_DIRECTIONS FOR THIS TASK_:
Restate word for word the lines of the data below, from the first through the one that has "of the tool.".

START DATA RECORDS

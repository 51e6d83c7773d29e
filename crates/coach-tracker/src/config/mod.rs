use std::env;
use std::fmt;
use std::path::PathBuf;

use crate::coaching::TrendPolicyConfig;

/// Distinguishes runtime behavior for different stages of the tool.
#[derive(Debug, Clone, Copy, PartialEq, Eq)]
pub enum AppEnvironment {
    Development,
    Test,
    Production,
}

impl AppEnvironment {
    fn from_str(value: &str) -> Self {
        match value.trim().to_ascii_lowercase().as_str() {
            "prod" | "production" => Self::Production,
            "test" | "ci" => Self::Test,
            _ => Self::Development,
        }
    }
}

/// Top-level configuration for the application.
#[derive(Debug, Clone)]
pub struct AppConfig {
    pub environment: AppEnvironment,
    pub storage: StorageConfig,
    pub telemetry: TelemetryConfig,
    pub trend: TrendPolicyConfig,
}

impl AppConfig {
    pub fn load() -> Result<Self, ConfigError> {
        dotenvy::dotenv().ok();

        let environment = AppEnvironment::from_str(
            &env::var("COACH_ENV").unwrap_or_else(|_| "development".to_string()),
        );

        let data_dir = env::var("COACH_DATA_DIR")
            .map(PathBuf::from)
            .unwrap_or_else(|_| PathBuf::from("coach-data"));

        let log_level = env::var("COACH_LOG_LEVEL").unwrap_or_else(|_| "info".to_string());

        let defaults = TrendPolicyConfig::default();
        let window = parse_var("COACH_TREND_WINDOW", defaults.window)?;
        if window == 0 {
            return Err(ConfigError::Invalid {
                key: "COACH_TREND_WINDOW",
                value: "0".to_string(),
            });
        }
        let delta = parse_var("COACH_TREND_DELTA", defaults.improvement_delta)?;
        if !delta.is_finite() || delta < 0.0 {
            return Err(ConfigError::Invalid {
                key: "COACH_TREND_DELTA",
                value: delta.to_string(),
            });
        }
        let breakthrough_margin =
            parse_var("COACH_BREAKTHROUGH_MARGIN", defaults.breakthrough_margin)?;

        Ok(Self {
            environment,
            storage: StorageConfig { data_dir },
            telemetry: TelemetryConfig {
                log_level,
                ansi: environment == AppEnvironment::Development,
            },
            trend: TrendPolicyConfig {
                window,
                improvement_delta: delta,
                decline_delta: delta,
                breakthrough_margin,
                ..defaults
            },
        })
    }
}

fn parse_var<T: std::str::FromStr>(key: &'static str, default: T) -> Result<T, ConfigError> {
    match env::var(key) {
        Ok(raw) => raw.trim().parse::<T>().map_err(|_| ConfigError::Invalid {
            key,
            value: raw.clone(),
        }),
        Err(_) => Ok(default),
    }
}

/// Where the file-backed store keeps its JSON collections.
#[derive(Debug, Clone)]
pub struct StorageConfig {
    pub data_dir: PathBuf,
}

/// Tracing controls.
#[derive(Debug, Clone)]
pub struct TelemetryConfig {
    pub log_level: String,
    pub ansi: bool,
}

#[derive(Debug)]
pub enum ConfigError {
    Invalid { key: &'static str, value: String },
}

impl fmt::Display for ConfigError {
    fn fmt(&self, f: &mut fmt::Formatter<'_>) -> fmt::Result {
        match self {
            ConfigError::Invalid { key, value } => {
                write!(f, "{key} has an invalid value '{value}'")
            }
        }
    }
}

impl std::error::Error for ConfigError {}
mod config;
mod policy;

pub use config::TrendPolicyConfig;
pub use policy::{ThresholdTrendPolicy, TrendPolicy};

use std::fmt;
use std::str::FromStr;

use chrono::NaiveDate;
use serde::{Deserialize, Serialize};

use super::rating::ColorToken;
use super::scoring::OverallScore;

/// Immutable history point captured when an assessment is saved.
#[derive(Debug, Clone, PartialEq, Eq, Serialize, Deserialize)]
#[serde(rename_all = "camelCase")]
pub struct ProgressEntry {
    pub date: NaiveDate,
    pub overall_score: OverallScore,
    #[serde(default)]
    pub key_focus: String,
}

/// Named direction of an athlete's recent scores.
#[derive(Debug, Clone, Copy, PartialEq, Eq, Hash, Serialize, Deserialize)]
#[serde(rename_all = "camelCase")]
pub enum PerformanceTrend {
    Improving,
    Plateaued,
    Inconsistent,
    Declining,
    Breakthrough,
}

impl PerformanceTrend {
    pub const fn ordered() -> [PerformanceTrend; 5] {
        [
            PerformanceTrend::Improving,
            PerformanceTrend::Plateaued,
            PerformanceTrend::Inconsistent,
            PerformanceTrend::Declining,
            PerformanceTrend::Breakthrough,
        ]
    }

    pub const fn as_str(self) -> &'static str {
        match self {
            PerformanceTrend::Improving => "improving",
            PerformanceTrend::Plateaued => "plateaued",
            PerformanceTrend::Inconsistent => "inconsistent",
            PerformanceTrend::Declining => "declining",
            PerformanceTrend::Breakthrough => "breakthrough",
        }
    }

    pub const fn icon(self) -> &'static str {
        match self {
            PerformanceTrend::Improving => "trending_up",
            PerformanceTrend::Plateaued => "trending_flat",
            PerformanceTrend::Inconsistent => "shuffle",
            PerformanceTrend::Declining => "trending_down",
            PerformanceTrend::Breakthrough => "star",
        }
    }

    pub const fn color(self) -> ColorToken {
        match self {
            PerformanceTrend::Improving => ColorToken::Green,
            PerformanceTrend::Plateaued => ColorToken::Yellow,
            PerformanceTrend::Inconsistent => ColorToken::Orange,
            PerformanceTrend::Declining => ColorToken::Red,
            PerformanceTrend::Breakthrough => ColorToken::Blue,
        }
    }
}

/// Result of trend classification. Too little history is a normal state, not an error.
#[derive(Debug, Clone, Copy, PartialEq, Eq, Hash, Serialize, Deserialize)]
#[serde(try_from = "String", into = "String")]
pub enum TrendReading {
    InsufficientData,
    Classified(PerformanceTrend),
}

impl TrendReading {
    const INSUFFICIENT_DATA: &'static str = "insufficientData";

    pub const fn as_str(self) -> &'static str {
        match self {
            TrendReading::InsufficientData => Self::INSUFFICIENT_DATA,
            TrendReading::Classified(trend) => trend.as_str(),
        }
    }

    pub const fn trend(self) -> Option<PerformanceTrend> {
        match self {
            TrendReading::InsufficientData => None,
            TrendReading::Classified(trend) => Some(trend),
        }
    }

    pub const fn icon(self) -> &'static str {
        match self {
            TrendReading::InsufficientData => "help",
            TrendReading::Classified(trend) => trend.icon(),
        }
    }

    pub const fn color(self) -> ColorToken {
        match self {
            TrendReading::InsufficientData => ColorToken::Grey,
            TrendReading::Classified(trend) => trend.color(),
        }
    }
}

impl fmt::Display for TrendReading {
    fn fmt(&self, f: &mut fmt::Formatter<'_>) -> fmt::Result {
        f.write_str(self.as_str())
    }
}

impl FromStr for TrendReading {
    type Err = UnknownTrend;

    fn from_str(raw: &str) -> Result<Self, Self::Err> {
        if raw == Self::INSUFFICIENT_DATA {
            return Ok(TrendReading::InsufficientData);
        }
        PerformanceTrend::ordered()
            .into_iter()
            .find(|trend| trend.as_str() == raw)
            .map(TrendReading::Classified)
            .ok_or_else(|| UnknownTrend(raw.to_string()))
    }
}

impl TryFrom<String> for TrendReading {
    type Error = UnknownTrend;

    fn try_from(value: String) -> Result<Self, Self::Error> {
        value.parse()
    }
}

impl From<TrendReading> for String {
    fn from(value: TrendReading) -> Self {
        value.as_str().to_string()
    }
}

impl From<PerformanceTrend> for TrendReading {
    fn from(value: PerformanceTrend) -> Self {
        TrendReading::Classified(value)
    }
}

#[derive(Debug, Clone, PartialEq, Eq, thiserror::Error)]
#[error("unknown performance trend '{0}'")]
pub struct UnknownTrend(pub String);

/// Inserts `entry` after every entry dated on or before it, keeping the history oldest first.
///
/// Entries saved in date order are simply appended. Entries sharing a date keep the order in
/// which they were added.
pub fn append_progress_entry(
    history: &[ProgressEntry],
    entry: ProgressEntry,
) -> Vec<ProgressEntry> {
    let position = history.partition_point(|existing| existing.date <= entry.date);
    let mut next = Vec::with_capacity(history.len() + 1);
    next.extend_from_slice(&history[..position]);
    next.push(entry);
    next.extend_from_slice(&history[position..]);
    next
}

/// Classifies with the default thresholds. Use a [`TrendPolicy`] directly to tune them.
pub fn classify_trend(history: &[ProgressEntry]) -> TrendReading {
    ThresholdTrendPolicy::default().classify(history)
}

END DATA RECORDS

_RESPONSE BOX_:
repository 51e6d83c7773d29e
filename crates/coach-tracker/src/config/mod.rs
use std::env;
use std::fmt;
use std::path::PathBuf;

use crate::coaching::TrendPolicyConfig;

/// Distinguishes runtime behavior for different stages of the tool.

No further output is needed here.